ITA Individual Championships:
- ITA All-American Championships
  - Men's All-American Championships | October 1–9, 2022 | Tulsa, OK
  - Women's All-American Championships | October 1–9, 2022 | Cary, NC
- ITA Cup | October 13–16, 2022 | Rome, GA
- ITA National Fall Championships | November 2–6, 2022 | San Diego, CA
- ITA/Tennis-Point National Summer Championships | August 11–16, 2022 | Tallahassee, FL

==Awards==
Various national and regional awards are presented by ITA in recognition of outstanding performances in men's and women's college tennis each year.

The awards include:
- ITA National College Player of the Year Awards
- ITA/Arthur Ashe Leadership and Sportsmanship Awards
- ITA Senior/Sophomore Player of the Year Awards
- ITA Rookie Player of the Year Awards
- ITA Scholar Athlete Awards
- ITA All-Academic Team Awards (team GPA award)
- Cissie Leary/ITA Award for Sportsmanship (Women Div. I)
- Rafael Osuna/ITA Award for Sportsmanship (Men Div. I)
- ITA Meritorious Service Award, presented by ConantLeadership
- Steve Wilkinson Team Sportsmanship Award
- ITA Collegiate All-Star Team (composed of top players from all divisions)
- USTA Collegiate Summer Team (traveling team)
- Wilson/ITA Coach of the Year Awards
- ITA Assistant Coach of the Year Awards
- ITA Most Improved Senior/Sophomore of the Year Award
- ITA Achievement Award (awarded to varsity collegiate tennis alumni)

==Hall of Fame==
The ITA Men's Hall of Fame is located at the University of Georgia’s Dan Magill Tennis Complex in Athens, Georgia, and the ITA Women's Hall of Fame is located at the McCormack-Nagelsen Tennis Center at the College of William & Mary in Williamsburg, Virginia.

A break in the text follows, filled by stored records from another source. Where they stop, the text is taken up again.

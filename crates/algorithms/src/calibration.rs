//! Radiometric calibration
//!
//! Converts raw sensor counts into reflectance and optical density using a
//! white/black reference pair. Reference levels are extracted per band as
//! percentiles rather than min/max, which rejects hot and dead pixel
//! outliers on the sensor.

use ndarray::ArrayView2;
use oximap_core::frame::{BandStack, Frame};
use oximap_core::{Error, Result};
use tracing::warn;

/// Parameters for building a calibration table
#[derive(Debug, Clone)]
pub struct CalibrationParams {
    /// Percentile of the white reference used as the white level
    pub white_percentile: f64,
    /// Percentile of the black reference used as the black level
    pub black_percentile: f64,
    /// Floor keeping reflectance strictly positive (and optical density finite)
    pub epsilon: f64,
}

impl Default for CalibrationParams {
    fn default() -> Self {
        Self {
            white_percentile: 95.0,
            black_percentile: 5.0,
            epsilon: 1e-6,
        }
    }
}

/// Calibration levels for one band
#[derive(Debug, Clone)]
pub struct BandCalibration {
    pub band: usize,
    pub white_value: f64,
    pub black_value: f64,
    pub epsilon: f64,
    /// Set when white_value <= black_value; reflectance for this band
    /// collapses toward epsilon (near-maximum density).
    pub degenerate: bool,
}

/// Per-band calibration levels, computed once per run from the reference
/// pair and immutable afterwards.
#[derive(Debug, Clone)]
pub struct CalibrationTable {
    entries: Vec<BandCalibration>,
}

impl CalibrationTable {
    /// Look up the entry for a band index
    pub fn get(&self, band: usize) -> Option<&BandCalibration> {
        self.entries.iter().find(|e| e.band == band)
    }

    pub fn entries(&self) -> &[BandCalibration] {
        &self.entries
    }

    /// Bands flagged degenerate during the build
    pub fn degenerate_bands(&self) -> Vec<usize> {
        self.entries
            .iter()
            .filter(|e| e.degenerate)
            .map(|e| e.band)
            .collect()
    }
}

/// Build a calibration table for the selected bands.
///
/// Both references must have identical shapes. A band whose white level
/// does not exceed its black level is flagged degenerate and reported once
/// here, not once per pixel or frame.
pub fn build_calibration(
    white: &BandStack<f64>,
    black: &BandStack<f64>,
    bands: &[usize],
    params: &CalibrationParams,
) -> Result<CalibrationTable> {
    if white.shape() != black.shape() {
        return Err(Error::SizeMismatch {
            er: white.rows(),
            ec: white.cols(),
            ar: black.rows(),
            ac: black.cols(),
        });
    }

    let mut entries = Vec::with_capacity(bands.len());

    for &band in bands {
        if band >= white.bands() {
            return Err(Error::InvalidParameter {
                name: "band",
                value: band.to_string(),
                reason: format!("reference stack has {} bands", white.bands()),
            });
        }

        let white_value = percentile(white.band(band)?, params.white_percentile);
        let black_value = percentile(black.band(band)?, params.black_percentile);

        let degenerate = white_value <= black_value;
        if degenerate {
            warn!(
                band,
                white_value, black_value, "degenerate calibration: white level <= black level"
            );
        }

        entries.push(BandCalibration {
            band,
            white_value,
            black_value,
            epsilon: params.epsilon,
            degenerate,
        });
    }

    Ok(CalibrationTable { entries })
}

/// Nearest-rank percentile over the finite values of a band
fn percentile(band: ArrayView2<'_, f64>, pct: f64) -> f64 {
    let mut values: Vec<f64> = band.iter().copied().filter(|v| v.is_finite()).collect();
    if values.is_empty() {
        return f64::NAN;
    }

    let pct = pct.clamp(0.0, 100.0);
    let rank = ((values.len() - 1) as f64 * pct / 100.0).round() as usize;
    values.select_nth_unstable_by(rank, |a, b| {
        a.partial_cmp(b).unwrap_or(std::cmp::Ordering::Equal)
    });
    values[rank]
}

/// Convert a raw band to reflectance.
///
/// `(raw - black) / (white - black + epsilon)`, clipped into
/// `[epsilon, 1]`. The strictly positive floor keeps the subsequent log
/// transform finite everywhere. A degenerate band has no usable dynamic
/// range and collapses to the floor (near-maximum density).
pub fn to_reflectance(raw_band: ArrayView2<'_, f64>, cal: &BandCalibration) -> Frame<f64> {
    if cal.degenerate {
        return Frame::from_array(raw_band.mapv(|_| cal.epsilon));
    }

    let denom = cal.white_value - cal.black_value + cal.epsilon;
    let data = raw_band.mapv(|v| ((v - cal.black_value) / denom).clamp(cal.epsilon, 1.0));
    Frame::from_array(data)
}

/// Optical density: `-ln(reflectance)` per pixel
pub fn to_optical_density(reflectance: &Frame<f64>) -> Frame<f64> {
    Frame::from_array(reflectance.data().mapv(|r| -r.ln()))
}
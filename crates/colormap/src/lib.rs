//! # Oximap Colormap
//!
//! Color mapping and frame-to-RGB rendering for oximap.
//!
//! Provides predefined color schemes plus a generic multi-stop
//! interpolation engine. The main entry point is [`frame_to_rgb`] which
//! converts a `Frame<T>` into an interleaved RGB pixel buffer for the
//! per-frame visualization artifact.
//!
//! ## Usage
//!
//! ```ignore
//! use oximap_colormap::{ColorScheme, ColormapParams, frame_to_rgb};
//!
//! let params = ColormapParams::new(ColorScheme::Oxygenation);
//! let rgb = frame_to_rgb(&index_frame, &params);
//! ```

mod render;
mod scheme;

pub use render::{auto_params, frame_to_rgb, ColormapParams};
pub use scheme::{evaluate, ColorScheme, ColorStop, Rgb};
//! I/O operations for frames, band stacks and ROI sets

mod native;

pub use native::{
    read_bandstack, read_frame, read_pages, write_frame_f32, write_rgb8, write_stack_f32,
};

The ITA Women's Collegiate Tennis Hall of Fame was created to "celebrate the milestones in women's collegiate tennis, from the early struggles for recognition to the achievement of full-fledged intercollegiate competition."

==ITA Collegiate Tennis Rankings==

The Intercollegiate Tennis Association (ITA) administers college tennis rankings that are designed to track the top men and women tennis players and teams in NCAA DI, II, III, NAIA and Junior Colleges (JUCO).